The Africans eventually handed Frobisher over to the Portuguese, who transported him to the formidable fortress of São Jorge da Mina, Portugal’s commercial outpost in West Africa. There, according to Frobisher’s later testimony, he was imprisoned for nine months, although he soon proved useful to his captors. He was routinely dispatched into the forests to barter for “goats, poultry, and other victuals” with local African tribesmen, because the Portuguese “durst not, for peril of their lives, do that.”21 Frobisher survived that experience, and the Portuguese eventually sent him back to England, after a brief incarceration in a Lisbon jail.

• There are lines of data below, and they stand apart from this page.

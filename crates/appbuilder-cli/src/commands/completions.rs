//! Shell completion generation.

use clap::CommandFactory;
use clap_complete::{generate, shells};

use crate::cli::{Cli, CompletionsArgs, Shell};
use crate::error::CliResult;

const BIN_NAME: &str = "appbuilder";

pub fn execute(args: CompletionsArgs) -> CliResult<()> {
    let mut cmd = Cli::command();
    let mut out = std::io::stdout();

    match args.shell {
        Shell::Bash => generate(shells::Bash, &mut cmd, BIN_NAME, &mut out),
        Shell::Zsh => generate(shells::Zsh, &mut cmd, BIN_NAME, &mut out),
        Shell::Fish => generate(shells::Fish, &mut cmd, BIN_NAME, &mut out),
        Shell::PowerShell => generate(shells::PowerShell, &mut cmd, BIN_NAME, &mut out),
        Shell::Elvish => generate(shells::Elvish, &mut cmd, BIN_NAME, &mut out),
    }

    Ok(())
}
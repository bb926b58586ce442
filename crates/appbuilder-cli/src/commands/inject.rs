//! `appbuilder inject`: merge a directory of configuration fragments into
//! one configuration document.

use std::path::Path;
use std::sync::Arc;

use serde::Serialize;
use tracing::{instrument, warn};

use appbuilder_adapters::{DirectoryTemplateLoader, LocalFilesystem, XotParser};
use appbuilder_core::{
    application::{ConfigInjector, Filesystem, TemplateLoader},
    domain::{MergeMode, MergeReport, TemplateTree, TokenMap},
};

use crate::{
    cli::InjectArgs,
    error::{CliError, CliResult, IntoCli},
    output::OutputManager,
};

#[derive(Debug, Serialize)]
struct InjectSummary {
    injected: usize,
    duplicates: usize,
    outcomes: Vec<String>,
}

impl From<&MergeReport> for InjectSummary {
    fn from(report: &MergeReport) -> Self {
        Self {
            injected: report.injected(),
            duplicates: report.duplicates(),
            outcomes: report.outcomes().iter().map(ToString::to_string).collect(),
        }
    }
}

#[instrument(skip_all, fields(config = %args.config.display(), fragments = %args.fragments.display()))]
pub fn execute(args: InjectArgs, output: OutputManager) -> CliResult<()> {
    let filesystem = Arc::new(LocalFilesystem::new());
    let mode = if args.always_append {
        MergeMode::AlwaysAppend
    } else {
        MergeMode::Deduplicate
    };
    let injector =
        ConfigInjector::new(filesystem.clone(), Arc::new(XotParser::new())).with_mode(mode);

    let tree = load_fragment_tree(&args.fragments)?;
    let tokens: TokenMap = args.tokens.into_iter().collect();
    let fragments = injector.collect_fragments(&tree, &tokens)?;
    if fragments.is_empty() {
        warn!(dir = %args.fragments.display(), "No config.xml fragments found");
    }

    if args.dry_run {
        let document = filesystem.read_to_string(&args.config)?;
        let source = args.config.display().to_string();
        let (merged, _) = injector.merge_text(&document, &source, fragments)?;
        output.data(merged.trim_end_matches('\n'))?;
        return Ok(());
    }

    let report = injector.inject_file(&args.config, fragments)?;

    if output.is_json() {
        output.json(&InjectSummary::from(&report))?;
        return Ok(());
    }

    for outcome in report.outcomes() {
        output.print(&format!("  {outcome}"))?;
    }
    output.success(&format!(
        "{} fragment(s) injected, {} already present",
        report.injected(),
        report.duplicates()
    ))?;
    Ok(())
}

/// Load `dir` as a template tree rooted at `dir` itself.
fn load_fragment_tree(dir: &Path) -> CliResult<TemplateTree> {
    let dir = dir
        .canonicalize()
        .with_cli_context(|| format!("Fragment directory '{}' is not accessible", dir.display()))?;

    let (Some(parent), Some(name)) = (dir.parent(), dir.file_name().and_then(|n| n.to_str()))
    else {
        return Err(CliError::InvalidInput {
            message: format!("'{}' cannot be used as a fragment directory", dir.display()),
            source: None,
        });
    };

    Ok(DirectoryTemplateLoader::new(parent).load(name)?)
}

#[cfg(test)]
mod tests {
    use super::*;
    use std::fs;
    use tempfile::TempDir;

    #[test]
    fn fragment_tree_is_relative_to_the_directory() {
        let temp = TempDir::new().unwrap();
        let dir = temp.path().join("fragments/profiles/dev/apps");
        fs::create_dir_all(&dir).unwrap();
        fs::write(dir.join("config.xml"), "<app name=\"a\"/>").unwrap();

        let tree = load_fragment_tree(&temp.path().join("fragments")).unwrap();
        let paths: Vec<&str> = tree.files().map(|(p, _)| p.as_str()).collect();
        assert_eq!(paths, ["profiles/dev/apps/config.xml"]);
    }

    #[test]
    fn missing_directory_is_an_io_error() {
        let temp = TempDir::new().unwrap();
        let err = load_fragment_tree(&temp.path().join("nope")).unwrap_err();
        assert!(matches!(err, CliError::IoError { .. }));
    }
}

Over the next twenty years, Frobisher continued—with great gusto—on the path his uncle had determined for him. He took part in countless voyages, even committing acts of piracy for which he spent more time in jail.22 No imprisonment lasted long, however, and he seems to have earned the endorsement of a number of England’s most influential figures, including William Cecil. As Michael Lok noted, Frobisher had “the good liking” not only of Cecil but also “others of her Majesty’s honorable Privy Council.”23 Almost certainly, this approval was associated with his work as a government spy and privateer—a kind of licensed pirate. In a classic case of poacher-turned-gamekeeper, he was hired to seek out pirates and smugglers of prohibited goods in the English Channel.

But it was during the days Frobisher spent in the jail in Lisbon that he first dreamed of reaching Cathay via the Northwest Passage. Apparently, one of his fellow prisoners, a Portuguese sailor, revealed that he had “passed” through the icy seaway and shared with Frobisher the secrets of the route.24 For the next few years, as he later told one of his officers, he discussed the idea with “his private friends” and he had made “many offers” to “sundry merchants of our country” to make the northwest attempt.25 Despite his persistence, however, Frobisher failed to spark much interest among London’s business elite. As a result, as George Best, the son of the Muscovy Company’s translator and the official chronicler of the voyages, noted, Frobisher grew weary of merchants, who demanded “sure, certain, and present gains.” They were careful and conservative, willing to take a risk—but not recklessly so. Given the failure of the attempts to reach Cathay by the northeast route, this is not surprising.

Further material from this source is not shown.